Queer Knits


Lacey Jane Roberts political knit installations

Artist and activist Lacey Jane Roberts admits her knitting looks “wonky.” Taught to knit by her grandmother, the young Roberts at first didn’t take well to the task in part because of her lack of coordination. But it wasn’t until she was in a very bad accident that knitting became a passion. That zeal for knit and purl ultimately led into installation art that focuses on feminist and queer action.

For Roberts, knitting is a queer, feminist and political form of creating and it is the crux of her work. “When I first started knitting it was using needles, but now I use a toy knitting machine, like a vintage Barbie Knitting Machine from 1974 and small glittery machines made for children ages eight and up.  I love that I can take a way of making considered amateur and low–especially with the use of the knitting machines, and make huge installations out of them.”

The themes behind Roberts’ work focus on political, queer, feminist action that are conveyed via textiles. “I think the use of textiles has always been affiliated with politics.  I focus on the dynamics of contemporary queer cultural production with queer histories and representations of queer militancy.  I want people to see how histories are embedded in contemporary objects,” she says.

Her most recent work includes The Queer Houses of Brooklyn in the Three Towns of Breukelen, Boswyck and Midwout in the 41st Year of the Stonewall Era.
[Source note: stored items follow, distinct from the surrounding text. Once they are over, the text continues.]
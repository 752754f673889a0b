// node/src/lib.rs
pub mod config;
pub mod genesis;
pub mod runtime;

pub use config::NodeConfig;
pub use genesis::{GenesisAccount, NodeGenesis};
pub use runtime::{Node, PoolSnapshot, PoolSnapshotHook};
The idea for the piece came about from a drawing a friend had made for an event in Brooklyn called Queer House Field Day that occurs during the summer.  “The map struck me as both wonderfully historical and contemporary at the same time, with all of the current names of the collective houses on the map as well as the old Dutch names for Brooklyn.  It really showcased the creativity that the members of our loose community puts out into the world.”

Not able to get image of the map out of her head, Roberts was inspired to produce a piece of textile art 40 Under 40 Craft Futures, which will be at The Renwick Gallery at the Smithsonian.  “I had to produce a piece fairly quickly and I just kind of dove in knitting and quilting it; working somewhat site-specifically with the gallery space dimensions that I was given.  It was more a spontaneous act of creation with very pointed references to queer culture such as the AIDS Quilt and the histories embedded in knitting along with a lot of glitter.”

Working with friend and illustrator Buzz Slutzky, Roberts incorporated illustrations that are drawn one-inch buttons, which are replenished often and given away free to the public.  “That element came at the end of the piece’s creation but I really feel like it ties the piece together and is a nod to artists like Felix Gonzalez-Torres who gave away objects in their work as an powerful and of generosity and remembrance.”

Inspiration and influences come from a number of sources that she says are radically DIY and takes on many creative privileges. Mark Bradford’s painting from his show in Boston played an influential part in her last work. She lists a number of artists like Louise Bourgeois, Harmony Hammond, Tracey Emin, El Anatsui, Nick Cave, and Josh Faught. But it’s political art like by Gran Fury or Dyke Action Machine that factor largely into her work. “When I was at the University of Vermont I lived with a bunch of activists who where very involved with the group EARTH FIRST! I leaned a lot of direct action maneuvers from them, and that has played a huge part in my work.  I’ve had a lot of great mentors over the years as well, which has been very lucky, they have provided me with invaluable guidance. I also get a lot of inspiration by just being in space–I like to work site-specifically, so if there is a space in mind, knowing the ins and outs of the architecture is helpful.”

And now that she’s in Brooklyn after her stint in Virginia, Roberts is currently without a studio, making it difficult to make some of her bigger projects that are continuations of the map work in knitted and quilted forms. But she keeps busy and is working on a set of embroidered portraits of people of friends or people in her community. “I feel very lucky to have the people in my life that I do so it’s nice to have stitched mementos. They take forever to do, but eventually I’d like to make a larger installation out of them.”